Harga Daging Ayam dan Telur Turun, Apa Langkah Pemerintah?

Harga Daging Ayam dan Telur Turun, Apa Langkah Pemerintah?

Dana Aditiasari - detikFinance
Jumat, 28 Sep 2018 12:49 WIB
Foto: Erliana Riady
Jakarta - Peternak ayam saat ini tengah dilanda keresahan. Tren harga daging ayam dan telur akhir-akhir ini mengalami penurunan. Harga ayam ras di tingkat peternak pada Jumat (28/9/2018) menyentuh angka Rp 12.000 - Rp 13.000 per kg. Padahal menurut peternak titik impasnya Rp 15.000/kg. Peternak ayam pedaging dan petelur mengaku merugi Rp 3.500 per ekor.

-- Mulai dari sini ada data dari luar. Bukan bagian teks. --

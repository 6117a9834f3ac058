//! # Narrative Technical Report
//!
//! Builds the request sent to an external text-generation service for a
//! written engineering opinion, and turns its answer (or its failure) into
//! display text. The service itself lives behind [`NarrativeProvider`];
//! this crate performs no network I/O.
//!
//! The prompt frames the ladder differently per mode: a design review asks
//! whether the project is ready to fabricate, an audit asks whether the
//! installed ladder may stay in service.
//!
//! ```rust
//! use ladder_core::errors::CalcResult;
//! use ladder_core::export::narrative::{technical_advice, NarrativeProvider, FALLBACK_MESSAGE};
//! use ladder_core::parameters::LadderParameters;
//! use ladder_core::validation::validate;
//!
//! struct Offline;
//!
//! impl NarrativeProvider for Offline {
//!     fn generate(&self, _prompt: &str) -> CalcResult<String> {
//!         Err(ladder_core::CalcError::narrative_unavailable("offline"))
//!     }
//! }
//!
//! let params = LadderParameters::default();
//! let findings = validate(&params);
//! assert_eq!(technical_advice(&Offline, &params, &findings), FALLBACK_MESSAGE);
//! ```

use serde::Serialize;
use tracing::warn;

use crate::errors::CalcResult;
use crate::parameters::{AppMode, LadderParameters};
use crate::standards;
use crate::validation::{failures, FindingValue, ValidationFinding};

/// Shown in place of the report when the service fails
pub const FALLBACK_MESSAGE: &str =
    "Erro no processamento da auditoria assistida. Verifique os dados de entrada.";

/// External text-generation service.
///
/// Implementations own transport, credentials and timeouts.
pub trait NarrativeProvider {
    fn generate(&self, prompt: &str) -> CalcResult<String>;
}

/// Non-conformity entry as presented to the service
#[derive(Serialize)]
struct NonConformity<'a> {
    clause: &'a str,
    erro: &'a str,
    valor_real: &'a FindingValue,
    risco: &'a str,
}

/// Build the prompt for a ladder and its findings.
pub fn build_prompt(params: &LadderParameters, findings: &[ValidationFinding]) -> CalcResult<String> {
    let standard_name = standards::lookup(params.standard).name;
    let geometry = serde_json::to_string(params)?;

    let failed: Vec<NonConformity> = failures(findings)
        .map(|f| NonConformity {
            clause: &f.clause,
            erro: &f.description,
            valor_real: &f.value,
            risco: &f.associated_risk,
        })
        .collect();
    let non_conformities = if failed.is_empty() {
        "Em conformidade com os critérios automáticos.".to_string()
    } else {
        serde_json::to_string(&failed)?
    };

    let (analysis, context, focus, action, conclusion) = match params.mode {
        AppMode::Design => (
            "ANÁLISE DE PROJETO",
            "A escada está em fase de dimensionamento.",
            "Foque na otimização e validação normativa do projeto.",
            "Sugira ajustes nas dimensões para garantir a segurança e economia.",
            "O projeto está apto para fabricação?",
        ),
        AppMode::Audit => (
            "AUDITORIA TÉCNICA (AS-BUILT)",
            "A escada já está instalada e os dados representam a condição real de campo.",
            "Foque no RISCO OPERACIONAL e na RESPONSABILIDADE CIVIL/TRABALHISTA das não-conformidades encontradas.",
            "Sugira MEDIDAS CORRETIVAS para adequação da estrutura existente (ex: instalação de dispositivos antiqueda, sinalização, ou reconstrução).",
            "A escada pode continuar em uso? (Interdição, Uso Restrito ou Liberada)",
        ),
    };

    let mut prompt = String::new();
    prompt.push_str(&format!(
        "Como engenheiro mecânico sênior e especialista em normas de acesso industrial, \
         realize uma {} desta escada marinheiro.\n\n",
        analysis
    ));
    prompt.push_str(&format!("CONTEXTO: {}\n\n", context));
    prompt.push_str("PARAMETROS:\n");
    prompt.push_str(&format!("- Norma de Referência: {}\n", standard_name));
    prompt.push_str(&format!("- Geometria: {}\n", geometry));
    prompt.push_str(&format!("- Ambiente: {}\n\n", params.environment.label()));
    prompt.push_str(&format!("ITENS DE NÃO-CONFORMIDADE:\n{}\n\n", non_conformities));
    prompt.push_str("DIRETRIZES DO PARECER:\n");
    prompt.push_str(&format!("1. {}\n", focus));
    prompt.push_str(&format!("2. Liste as cláusulas da {} que foram violadas.\n", standard_name));
    prompt.push_str(&format!("3. {}\n", action));
    prompt.push_str(&format!(
        "4. Avalie o estado de conservação provável considerando o material ({}) no ambiente ({}).\n",
        params.material,
        params.environment.label()
    ));
    prompt.push_str(&format!("5. Conclusão Técnica: {}\n\n", conclusion));
    prompt.push_str("RESPONDA EM PORTUGUÊS (BR), em formato Markdown técnico e objetivo.\n");

    Ok(prompt)
}

/// Request a written opinion, falling back to [`FALLBACK_MESSAGE`].
///
/// Validation and calculation results are unaffected by a failure here.
pub fn technical_advice(
    provider: &dyn NarrativeProvider,
    params: &LadderParameters,
    findings: &[ValidationFinding],
) -> String {
    let response = build_prompt(params, findings).and_then(|prompt| provider.generate(&prompt));
    match response {
        Ok(text) => text,
        Err(err) => {
            warn!(error = %err, code = err.error_code(), "narrative report failed");
            FALLBACK_MESSAGE.to_string()
        }
    }
}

"Jika ayam terus dipelihara, resiko kerugian semakin besar karena biaya pemeliharaan membengkak. Kalau kami memelihara 10.000 ekor saja, hitung saja berapa kerugian kami", ujar Andrian seorang peternak di Purwokerto, Jawa Barat seperti dikutip dari keterangan tertulis Jumat (28/9/2018).

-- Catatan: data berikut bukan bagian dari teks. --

//! # Bill of Materials
//!
//! Part list derived from the ladder geometry: stringers, rungs, cage hoops
//! and verticals when a cage is fitted, and wall brackets with anchors.
//! Lengths are cut lengths in metres, with no allowance for waste.

use serde::{Deserialize, Serialize};

use crate::calculations::geometry::rung_layout;
use crate::parameters::LadderParameters;
use crate::units::{Meters, Millimeters};

/// Hoop pitch along the cage (mm)
const HOOP_PITCH_MM: f64 = 1000.0;
/// Cage vertical bars
const CAGE_VERTICALS: u32 = 5;
/// Bracket pair pitch along the stringers (mm)
const BRACKET_PITCH_MM: f64 = 1500.0;

/// One line of the bill of materials
#[derive(Debug, Clone, PartialEq, Serialize, Deserialize)]
pub struct BomItem {
    pub part: String,
    pub specification: String,
    pub quantity: u32,
    pub unit: String,
    /// Total cut length (m), for linear stock only
    #[serde(skip_serializing_if = "Option::is_none")]
    pub total_length_m: Option<f64>,
}

impl BomItem {
    fn pieces(part: &str, specification: String, quantity: u32, total_length: Option<Millimeters>) -> Self {
        BomItem {
            part: part.to_string(),
            specification,
            quantity,
            unit: "un".to_string(),
            total_length_m: total_length.map(|mm| Meters::from(mm).value()),
        }
    }
}

/// Pieces needed to cover `length` at `pitch`, saturating at `u32::MAX`
fn ceil_count(length: f64, pitch: f64) -> u32 {
    (length / pitch).ceil().max(0.0) as u32
}

/// Derive the bill of materials for a ladder.
///
/// ```rust
/// use ladder_core::export::bom::calculate_bom;
/// use ladder_core::parameters::LadderParameters;
///
/// let bom = calculate_bom(&LadderParameters::default());
/// assert_eq!(bom[1].part, "Degrau");
/// assert_eq!(bom[1].quantity, 21);
/// ```
pub fn calculate_bom(params: &LadderParameters) -> Vec<BomItem> {
    let material = params.material.key();
    let profile_suffix = if params.material.is_composite() {
        " (Perfil Pultrudado)"
    } else {
        " (Perfil Metálico)"
    };

    let mut items = Vec::new();

    let stringer_height = params.total_height + params.top_extension;
    items.push(BomItem::pieces(
        "Montante Lateral",
        format!("Barra chata ou perfil U em {}{}", material, profile_suffix),
        2,
        Some(Millimeters(stringer_height * 2.0)),
    ));

    let rungs = rung_layout(params.total_height, params.rung_spacing).total_rungs;
    items.push(BomItem::pieces(
        "Degrau",
        format!("Barra redonda Ø{}mm em {}", params.rung_diameter, material),
        rungs,
        Some(Millimeters(rungs as f64 * params.width)),
    ));

    if params.has_cage {
        let cage_height = params.caged_height();
        let hoops = ceil_count(cage_height, HOOP_PITCH_MM).saturating_add(1);
        let hoop_circumference = std::f64::consts::PI * params.cage_diameter;

        items.push(BomItem::pieces(
            "Aro da Gaiola",
            format!("Barra chata em {}", material),
            hoops,
            Some(Millimeters(hoops as f64 * hoop_circumference)),
        ));
        items.push(BomItem::pieces(
            "Barra Vertical Gaiola",
            format!("Barra chata ou redonda em {}", material),
            CAGE_VERTICALS,
            Some(Millimeters(CAGE_VERTICALS as f64 * cage_height)),
        ));
    }

    let brackets = ceil_count(params.total_height, BRACKET_PITCH_MM).saturating_mul(2);
    items.push(BomItem::pieces(
        "Suporte de Fixação",
        format!("Cantoneira ou suporte custom {}", params.installation_type.label()),
        brackets,
        None,
    ));
    items.push(BomItem::pieces(
        "Chumbadores / Parafusos",
        "Parabolt ou Parafuso Sextavado Gr.5".to_string(),
        brackets.saturating_mul(2),
        None,
    ));

    items
}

Pilihannya adalah harus segera dilepas, jika tidak akan merugi lebih banyak. Walau harganya sedang turun, pedagang di Pasar Induk Klaten, Jawa Tengah mengeluh penjualan sepi tiga hari terakhir ini. Pantauan harga di pasar tradisional, harga daging ayam rata-rata Rp 26.000 per kg dan telur Rp 18.500 per kg.


Pemerintah Minta Pelaku Usaha Jaga Iklim Usaha Unggas

Memberi solusi, Direktorat Jenderal Peternakan dan Kesehatan Hewan (Ditjen PKH) Kementerian Pertanian (Kementan), mengimbau kepada para pelaku usaha (stakerholder) untuk bersama-sama menjaga iklim usaha perunggasan yang lebih kondusif.

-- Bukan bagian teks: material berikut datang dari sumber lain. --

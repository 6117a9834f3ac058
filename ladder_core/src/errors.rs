//! # Error Types
//!
//! Structured error types for ladder_core. The engine only fails on
//! structurally invalid calls: an unknown registry key, or geometry that
//! would divide by zero in the rung stress check. Out-of-range design values
//! are never errors; they come back as failing findings.
//!
//! ## Example
//!
//! ```rust
//! use ladder_core::errors::{CalcError, CalcResult};
//!
//! fn check_diameter(rung_diameter: f64) -> CalcResult<()> {
//!     if rung_diameter == 0.0 {
//!         return Err(CalcError::invalid_input(
//!             "rung_diameter",
//!             rung_diameter.to_string(),
//!             "Rung diameter must be non-zero",
//!         ));
//!     }
//!     Ok(())
//! }
//! ```

use serde::{Deserialize, Serialize};
use thiserror::Error;

/// Result type alias for ladder_core operations
pub type CalcResult<T> = Result<T, CalcError>;

/// Structured error type for engine operations.
///
/// Each variant carries enough context for a caller to report the problem
/// back to whoever supplied the parameters.
#[derive(Error, Debug, Clone, Serialize, Deserialize, PartialEq)]
#[serde(tag = "type", content = "details")]
pub enum CalcError {
    /// An input value makes a calculation undefined
    #[error("Invalid input for '{field}': {value} - {reason}")]
    InvalidInput {
        field: String,
        value: String,
        reason: String,
    },

    /// Standard key is not in the registry
    #[error("Unknown technical standard: {key}")]
    UnknownStandard { key: String },

    /// Material key is not in the registry
    #[error("Unknown material: {key}")]
    UnknownMaterial { key: String },

    /// File I/O error (CLI input/output only)
    #[error("File error: {operation} on '{path}' - {reason}")]
    FileError {
        operation: String,
        path: String,
        reason: String,
    },

    /// JSON serialization/deserialization error
    #[error("Serialization error: {reason}")]
    SerializationError { reason: String },

    /// The external narrative service did not return a report
    #[error("Narrative report unavailable: {reason}")]
    NarrativeUnavailable { reason: String },
}

impl CalcError {
    /// Create an InvalidInput error
    pub fn invalid_input(field: impl Into<String>, value: impl Into<String>, reason: impl Into<String>) -> Self {
        CalcError::InvalidInput {
            field: field.into(),
            value: value.into(),
            reason: reason.into(),
        }
    }

    /// Create an UnknownStandard error
    pub fn unknown_standard(key: impl Into<String>) -> Self {
        CalcError::UnknownStandard { key: key.into() }
    }

    /// Create an UnknownMaterial error
    pub fn unknown_material(key: impl Into<String>) -> Self {
        CalcError::UnknownMaterial { key: key.into() }
    }

    /// Create a FileError
    pub fn file_error(operation: impl Into<String>, path: impl Into<String>, reason: impl Into<String>) -> Self {
        CalcError::FileError {
            operation: operation.into(),
            path: path.into(),
            reason: reason.into(),
        }
    }

    /// Create a NarrativeUnavailable error
    pub fn narrative_unavailable(reason: impl Into<String>) -> Self {
        CalcError::NarrativeUnavailable {
            reason: reason.into(),
        }
    }

    /// Get a short error code for programmatic handling
    pub fn error_code(&self) -> &'static str {
        match self {
            CalcError::InvalidInput { .. } => "INVALID_INPUT",
            CalcError::UnknownStandard { .. } => "UNKNOWN_STANDARD",
            CalcError::UnknownMaterial { .. } => "UNKNOWN_MATERIAL",
            CalcError::FileError { .. } => "FILE_ERROR",
            CalcError::SerializationError { .. } => "SERIALIZATION_ERROR",
            CalcError::NarrativeUnavailable { .. } => "NARRATIVE_UNAVAILABLE",
        }
    }
}

impl From<serde_json::Error> for CalcError {
    fn from(err: serde_json::Error) -> Self {
        CalcError::SerializationError {
            reason: err.to_string(),
        }
    }
}

#[cfg(test)]
mod tests {
    use super::*;

    #[test]
    fn test_error_serialization() {
        let error = CalcError::invalid_input("rung_diameter", "0", "Rung diameter must be non-zero");
        let json = serde_json::to_string(&error).unwrap();
        assert!(json.contains("\"type\":\"InvalidInput\""));
        let roundtrip: CalcError = serde_json::from_str(&json).unwrap();
        assert_eq!(error, roundtrip);
    }

    #[test]
    fn test_error_codes() {
        assert_eq!(CalcError::unknown_standard("EN131").error_code(), "UNKNOWN_STANDARD");
        assert_eq!(CalcError::unknown_material("Madeira").error_code(), "UNKNOWN_MATERIAL");
        assert_eq!(CalcError::narrative_unavailable("timeout").error_code(), "NARRATIVE_UNAVAILABLE");
    }

    #[test]
    fn test_error_display() {
        let error = CalcError::unknown_standard("EN131");
        assert_eq!(error.to_string(), "Unknown technical standard: EN131");
    }

    #[test]
    fn test_from_serde_json() {
        let err = serde_json::from_str::<f64>("not a number").unwrap_err();
        let calc: CalcError = err.into();
        assert_eq!(calc.error_code(), "SERIALIZATION_ERROR");
    }
}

SCROLL TO CONTINUE WITH CONTENT

Pasar untuk komoditas unggas di Indonesia saat ini didominasi fresh commodity, sehingga produk mudah rusak. Untuk itu hasil usaha peternak agar tidak lagi dijual sebagai ayam segar melainkan ayam beku, ayam olahan, ataupun inovasi produk lainnya.

"Kami meminta pelaku usaha untuk melakukan pemotongan di RPHU (Rumah Potong Hewan Unggas) dan memaksimalkan penyerapan karkas untuk di tampung dalam cold strorage yang akan disimpan sebagai cadangan jika sewaktu-waktu dibutuhkan", imbau I Ketut Diamitra, Dirjen PKH Kementan, sembari berharap harga di Farm Gate dapat segera kembali normal.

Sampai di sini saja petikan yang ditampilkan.